The price of natural gas will be critical to gas growth, especially in Asia. Gas will be squeezed by cheap coal, government subsidies and promotion of renewable energies, creating tough competition for gas in the electricity generation sector.

New wave of LNG. Another wave of LNG production is spurring a second natural gas revolution. "A silent revolution is taking place in North America," Dr. Birol acknowledged. "Now, another revolution—namely an LNG revolution—is on its way […] We are seeing that the share of LNG is growing substantially."

Photo by Adrienne Blume.
Photo by Adrienne Blume.

Based on projects scheduled for completion in the next five years, 130 Bcm of LNG will come to market, mainly from Australia and the US (Fig. 3). After 2020, another wave of new players is expected to come from Mozambique, Tanzania and other emerging economies.

Gas prices will move away from oil-indexed prices, and strong competition will be seen between LNG and pipeline gas. LNG will be a very important tool for gas-importing companies and countries, Dr. Birol said. "LNG provides flexibility and much more security for the global gas markets" than other hydrocarbons.

Looking to future trends. Subdued upstream investment and changing oil market dynamics are ushering in a period of greater market volatility. Continued investment in oil and gas is needed to make a smooth, low-cost energy transition.

The next wave of LNG will provide the catalyst for another natural gas revolution, with far-reaching implications for gas pricing and contracts. Also, Dr. Birol noted, digitization is opening up new pathways for technology advancements and optimization of operations in all hydrocarbon processing sectors.

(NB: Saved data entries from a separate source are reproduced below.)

//! Layout: shape and row-major strides for tensor memory layout

use smallvec::SmallVec;
use std::fmt;

/// Stack allocation threshold for dimensions
/// Most tensors have 4 or fewer dimensions, so we stack-allocate up to 4
const STACK_DIMS: usize = 4;

/// Shape type: dimensions of a tensor
pub type Shape = SmallVec<[usize; STACK_DIMS]>;

/// Strides type: element offsets between consecutive elements along each dimension
/// Unsigned: there are no views in this crate, so strides are always the
/// row-major derivation of the shape and never negative.
/// NOTE: Strides are in ELEMENTS, not bytes
pub type Strides = SmallVec<[usize; STACK_DIMS]>;

/// Layout describes the memory layout of a tensor
///
/// A tensor's elements are stored in a contiguous row-major buffer. The
/// layout maps any multi-index onto its flat buffer position:
///
/// Address of element at indices [i0, i1, ..., in]:
///   i0 * strides[0] + i1 * strides[1] + ... + in * strides[n]
///
/// Strides are derived from the shape at construction and never mutated.
#[derive(Clone, PartialEq, Eq)]
pub struct Layout {
    /// Shape: size along each dimension
    shape: Shape,
    /// Strides: offset (in elements) between consecutive elements along each dimension
    strides: Strides,
}

impl Layout {
    /// Create a new contiguous (row-major/C-order) layout from a shape
    ///
    /// # Example
    /// ```
    /// use tensr::tensor::Layout;
    /// let layout = Layout::contiguous(&[2, 3, 4]);
    /// assert_eq!(layout.shape(), &[2, 3, 4]);
    /// assert_eq!(layout.strides(), &[12, 4, 1]);
    /// ```
    pub fn contiguous(shape: &[usize]) -> Self {
        let shape: Shape = shape.iter().copied().collect();
        let strides = Self::compute_contiguous_strides(&shape);
        Self { shape, strides }
    }

    /// Create a 0-dimensional layout (empty shape, empty strides)
    pub fn scalar() -> Self {
        Self {
            shape: SmallVec::new(),
            strides: SmallVec::new(),
        }
    }

    /// Compute contiguous strides for a given shape (row-major order)
    fn compute_contiguous_strides(shape: &[usize]) -> Strides {
        if shape.is_empty() {
            return SmallVec::new();
        }

        let mut strides: Strides = SmallVec::with_capacity(shape.len());
        let mut stride = 1usize;

        // Compute strides from last dimension to first
        for &dim in shape.iter().rev() {
            strides.push(stride);
            stride *= dim;
        }

        strides.reverse();
        strides
    }

    /// Get the shape
    #[inline]
    pub fn shape(&self) -> &[usize] {
        &self.shape
    }

    /// Get the strides
    #[inline]
    pub fn strides(&self) -> &[usize] {
        &self.strides
    }

    /// Number of dimensions (rank)
    #[inline]
    pub fn ndim(&self) -> usize {
        self.shape.len()
    }

    /// Total number of elements described by the shape
    ///
    /// Product of the empty shape is 1; the scalar special case is handled by
    /// tensor construction, not here.
    #[inline]
    pub fn elem_count(&self) -> usize {
        self.shape.iter().product()
    }

    /// Check if the layout is 0-dimensional
    #[inline]
    pub fn is_scalar(&self) -> bool {
        self.shape.is_empty()
    }

    /// Compute the flat buffer position for given indices
    ///
    /// Returns `None` if the index count or any index is out of range.
    pub fn index(&self, indices: &[usize]) -> Option<usize> {
        if indices.len() != self.ndim() {
            return None;
        }

        for (idx, &dim) in indices.iter().zip(self.shape.iter()) {
            if *idx >= dim {
                return None;
            }
        }

        let mut flat = 0usize;
        for (&idx, &stride) in indices.iter().zip(self.strides.iter()) {
            flat += idx * stride;
        }

        Some(flat)
    }
}

impl fmt::Debug for Layout {
    fn fmt(&self, f: &mut fmt::Formatter<'_>) -> fmt::Result {
        write!(
            f,
            "Layout {{ shape: {:?}, strides: {:?} }}",
            self.shape.as_slice(),
            self.strides.as_slice()
        )
    }
}

impl fmt::Display for Layout {
    fn fmt(&self, f: &mut fmt::Formatter<'_>) -> fmt::Result {
        write!(f, "{:?}", self.shape.as_slice())
    }
}

/// Compute the broadcast shape of two shapes
///
/// Right-aligned: the shorter shape is conceptually padded with leading 1s.
/// Two sizes are compatible when equal or when either is 1; the output size
/// is their maximum. Returns `None` on any incompatible pair — callers turn
/// that into [`Error::BroadcastIncompatible`](crate::error::Error) with the
/// original shapes.
pub fn broadcast_shapes(a: &[usize], b: &[usize]) -> Option<Shape> {
    let max_ndim = a.len().max(b.len());
    let mut result = Shape::with_capacity(max_ndim);

    for i in 0..max_ndim {
        let a_dim = if i < a.len() { a[a.len() - 1 - i] } else { 1 };
        let b_dim = if i < b.len() { b[b.len() - 1 - i] } else { 1 };

        if a_dim == b_dim {
            result.push(a_dim);
        } else if a_dim == 1 {
            result.push(b_dim);
        } else if b_dim == 1 {
            result.push(a_dim);
        } else {
            return None; // Incompatible shapes
        }
    }

    result.reverse();
    Some(result)
}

Total sees opportunities arising from disruptions. Total President of Exploration and Production, Arnaud Breuillac, spoke on how disruptions may generate opportunities. The present energy environment is being shaped by a number of disruptions:

  • Oil price volatility
  • Uncertainty of demand growth sustainability
  • Safety and environment concerns
  • Importance of new players
  • Higher expectation for sustainable growth
  • Climate change concerns
  • Supply shock, with the US shale oil and gas revolution providing abundant resources
  • Impact of digitalization on industry efficiency
  • World political instability
  • The LNG bubble
  • New market mechanisms.

"Since we have no control over oil and gas prices, we are targeting improvements to operational efficiency," Mr. Breuillac said. "Our [Total's] goal is to raise its operational efficiency to 93% in 2017."

Photo by Adrienne Blume.
Photo by Adrienne Blume.

Condition monitoring and less intrusive inspection tools will help increase operational efficiency. Total also aims to lower its investments to a more balanced level, to preserve its long-term competitiveness. The company is taking into account a 2°C climate change "roadmap" into its group strategy. Total plans to gradually decrease the carbon intensity of its production mix to offset greenhouse gas emissions.

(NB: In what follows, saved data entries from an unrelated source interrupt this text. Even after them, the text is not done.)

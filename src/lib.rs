//! # tensr
//!
//! **Strided, broadcasting n-dimensional arrays for Rust.**
//!
//! tensr provides a generic [`Tensor<T>`](tensor::Tensor) backed by a flat
//! owned buffer plus row-major shape/stride metadata, NumPy-style
//! right-aligned broadcasting for elementwise arithmetic, and a
//! rank-dispatched [`dot`](tensor::Tensor::dot) contraction for vectors and
//! matrices. A small [`table`] module loads delimited text files into typed
//! columns for feeding tensors from data on disk.
//!
//! ## Design
//!
//! - **Generic element type**: operations are monomorphized over
//!   [`Element`](element::Element); there is no dynamic dispatch on the hot
//!   path.
//! - **No views**: every operation allocates a fresh output tensor. Shape and
//!   strides are immutable after construction, so no aliasing between an
//!   operation's inputs and its output can ever occur.
//! - **Two elementwise paths**: identical shapes take a linear zip over the
//!   flat buffers; differing shapes go through a generalized strided
//!   broadcast loop.
//!
//! ## Quick start
//!
//! ```
//! use tensr::prelude::*;
//!
//! let a = Tensor::from_vec(&[2, 3], vec![1.0, 2.0, 3.0, 4.0, 5.0, 6.0])?;
//! let b = Tensor::from_vec(&[3], vec![10.0, 20.0, 30.0])?;
//!
//! let c = a.add(&b)?; // broadcasts b over each row of a
//! assert_eq!(c.shape(), &[2, 3]);
//! assert_eq!(c.data(), &[11.0, 22.0, 33.0, 14.0, 25.0, 36.0]);
//!
//! let w = Tensor::from_vec(&[3, 2], vec![7.0, 8.0, 9.0, 10.0, 11.0, 12.0])?;
//! let m = a.dot(&w)?;
//! assert_eq!(m.shape(), &[2, 2]);
//! # Ok::<(), tensr::error::Error>(())
//! ```
//!
//! ## Feature flags
//!
//! - `rayon` (default): multi-threaded identical-shape elementwise path

#![warn(missing_docs)]
#![warn(clippy::all)]

pub mod element;
pub mod error;
pub mod ops;
pub mod table;
pub mod tensor;

/// Prelude module for convenient imports
pub mod prelude {
    pub use crate::element::Element;
    pub use crate::error::{Error, Result};
    pub use crate::ops::BinaryOp;
    pub use crate::table::{ColumnType, Table};
    pub use crate::tensor::{Layout, Tensor};
}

Mr. Breuillac next spoke about upcoming shale gas and LNG projects (Fig. 4), including Yamal LNG in Russia, Ichthys LNG in Australia, the Barnett shale in US, and West of Shetlands in the UK. These projects will be a major focus of development for the company in the coming years.

"During this difficult period for industry, as always, innovative is playing a key role […] necessity is the mother of invention," the E&P President said. Easier access to high-level data will save time and money and boost efficiency. Operating personnel will have instant access to data, enabling them to make immediate decisions and prevent accidents before they occur, as well as save costs. This will help improve company and industry safety and environmental performance.

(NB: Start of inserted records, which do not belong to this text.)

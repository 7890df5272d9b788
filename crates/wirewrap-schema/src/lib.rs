//! Model descriptors consumed by the wrapper generator.
//!
//! A [`node::ModelClass`] describes one domain model type: its identity,
//! its direct superclass, the public interfaces it implements, the wire
//! directive attached to it, and its declared fields. Descriptors are
//! read-only inputs; the generator never mutates them.

pub mod error;
pub mod node;
pub mod types;

/// Maximum length for model type identifiers.
pub const MAX_MODEL_NAME_LEN: usize = 64;

/// Maximum length for field identifiers.
pub const MAX_FIELD_NAME_LEN: usize = 64;

///
/// Prelude
///

pub mod prelude {
    pub use crate::{
        err,
        error::ErrorTree,
        node::*,
        types::{BasicType, Cardinality},
    };
    pub use serde::{Deserialize, Serialize};
}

Ambitions for next 20 years. The oil and gas industry must meet the energy needs of a growing world population in which 1.3 billion people have limited or no access to energy, at present. The industry must also address climate change while understanding and adapting to customers' use and relationship to energy. Total will respond by providing reliable, affordable and clean energy over the long term, Mr. Breuillac said.